Le niveau en orthographe ne suit pas le taux de réussite au bac
Ces données s’expliquent par un marché du travail tendu, selon Gwendoline Delamare-Deboutteville, directrice des affaires sociales de la Confédération des petites et moyennes entreprises (Cpme). En dépit de la hausse du niveau de qualification, certains secteurs peinent en effet à recruter. La faute, selon elle, à des qualifications éloignées des besoins des entreprises : « La ministre du Travail et de l’Emploi, Astrid Panosyan-Bouvet, a indiqué que la France s’était endormie s’agissant la formation initiale et continue, et avait reculé, au sein des pays, de l’Ocde sur la productivité et la formation. »
Elle y voit une confirmation de ses certitudes. Elle insiste également sur la nécessité d’un cadre plus exigeant dès la formation initiale, en pointant une dégradation du niveau général des élèves. Elle enfonce le clou en évoquant des chefs d’entreprise « démunis face à une situation où le taux élevé de succès au bac n’empêche pas un niveau d’orthographe trop bas… »

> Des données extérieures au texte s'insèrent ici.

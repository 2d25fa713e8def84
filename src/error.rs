//! Error types for bucket mirror operations.

use std::io;
use thiserror::Error;

/// Errors that can occur while mirroring a bucket.
///
/// Everything here is fatal to the run: there is no retry logic, and a
/// failure on one object aborts the whole pass. The only recoverable
/// condition, a failed image transcode, never surfaces as a `SyncError`;
/// it falls back to writing the original bytes.
#[derive(Error, Debug)]
pub enum SyncError {
    /// I/O error during file or directory operations.
    #[error(transparent)]
    Io(#[from] io::Error),

    /// Bucket listing failure (unreachable endpoint, bad credentials,
    /// unknown bucket).
    #[error("Failed to list bucket contents: {0}")]
    List(String),

    /// Failure fetching one object's body from the remote store.
    #[error("Failed to fetch object '{key}': {message}")]
    Fetch { key: String, message: String },
}
use anyhow::Result;
use clap::Parser;
use s3mirror::{sync_bucket, S3Store, SyncConfig};
use std::path::PathBuf;
use tracing::info;

#[derive(Parser, Debug)]
#[command(name = "s3mirror")]
#[command(about = "Mirror the contents of an S3 bucket to a local directory", long_about = None)]
#[command(version)]
struct Args {
    /// Name of the S3 bucket
    bucket: String,

    /// Optional prefix to filter objects
    #[arg(long, default_value = "")]
    prefix: String,

    /// Local directory to save files to (defaults to ".", or "./photo" with --transcode)
    #[arg(long)]
    local_dir: Option<PathBuf>,

    /// Re-encode recognized images (jpg/jpeg/png/gif/bmp/webp) as quality-95 JPEG
    #[arg(long)]
    transcode: bool,

    /// AWS region
    #[arg(long)]
    region: Option<String>,

    /// Custom S3 endpoint URL (R2, MinIO, LocalStack)
    #[arg(long)]
    endpoint: Option<String>,

    /// AWS profile name
    #[arg(long)]
    profile: Option<String>,

    /// Verbose logging
    #[arg(short, long)]
    verbose: bool,
}

#[tokio::main]
async fn main() -> Result<()> {
    let args = Args::parse();

    // Initialize tracing
    let log_level = if args.verbose { "debug" } else { "info" };
    tracing_subscriber::fmt()
        .with_env_filter(format!("s3mirror={}", log_level))
        .init();

    // The transcoding variant mirrors into ./photo unless told otherwise
    let local_dir = args.local_dir.unwrap_or_else(|| {
        if args.transcode {
            PathBuf::from("./photo")
        } else {
            PathBuf::from(".")
        }
    });

    let mut config = SyncConfig::new(args.bucket)
        .with_prefix(args.prefix)
        .with_local_dir(local_dir.clone())
        .with_transcode(args.transcode);

    if let Some(region) = args.region {
        config = config.with_region(region);
    }
    if let Some(endpoint) = args.endpoint {
        config = config.with_endpoint(endpoint);
    }
    if let Some(profile) = args.profile {
        config = config.with_profile(profile);
    }

    info!("🪣 Bucket: s3://{}/{}", config.bucket, config.prefix);
    info!("Destination: {}", local_dir.display());

    let store = S3Store::connect(&config).await;

    match sync_bucket(&store, &config).await {
        Ok(report) => {
            println!("\nDownload completed successfully to {}", local_dir.display());
            if report.fallbacks > 0 {
                println!(
                    "{} image(s) could not be transcoded and kept their original bytes",
                    report.fallbacks
                );
            }
            Ok(())
        }
        Err(e) => {
            eprintln!("Error: {}", e);
            std::process::exit(1);
        }
    }
}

Le marché doit-il dicter les qualifications ?
L’intervention de la Cpme provoque de vifs échanges. Les besoins immédiats des entreprises doivent-ils guider la conception des diplômes ? Quid de la culture générale et des compétences évolutives ? Les instituts universitaires de technologie (Iut), qui forment les professions intermédiaires au travers de 24 spécialités, ont historiquement cherché à combiner formation académique et expérience professionnelle. C’est ce que rappelle Nicolas Lefebvre, représentant Cgt à la Commission consultative nationale des Iut. La demande du patronat d’obtenir des salariés formés « sur mesure » est un contre sens à ses yeux.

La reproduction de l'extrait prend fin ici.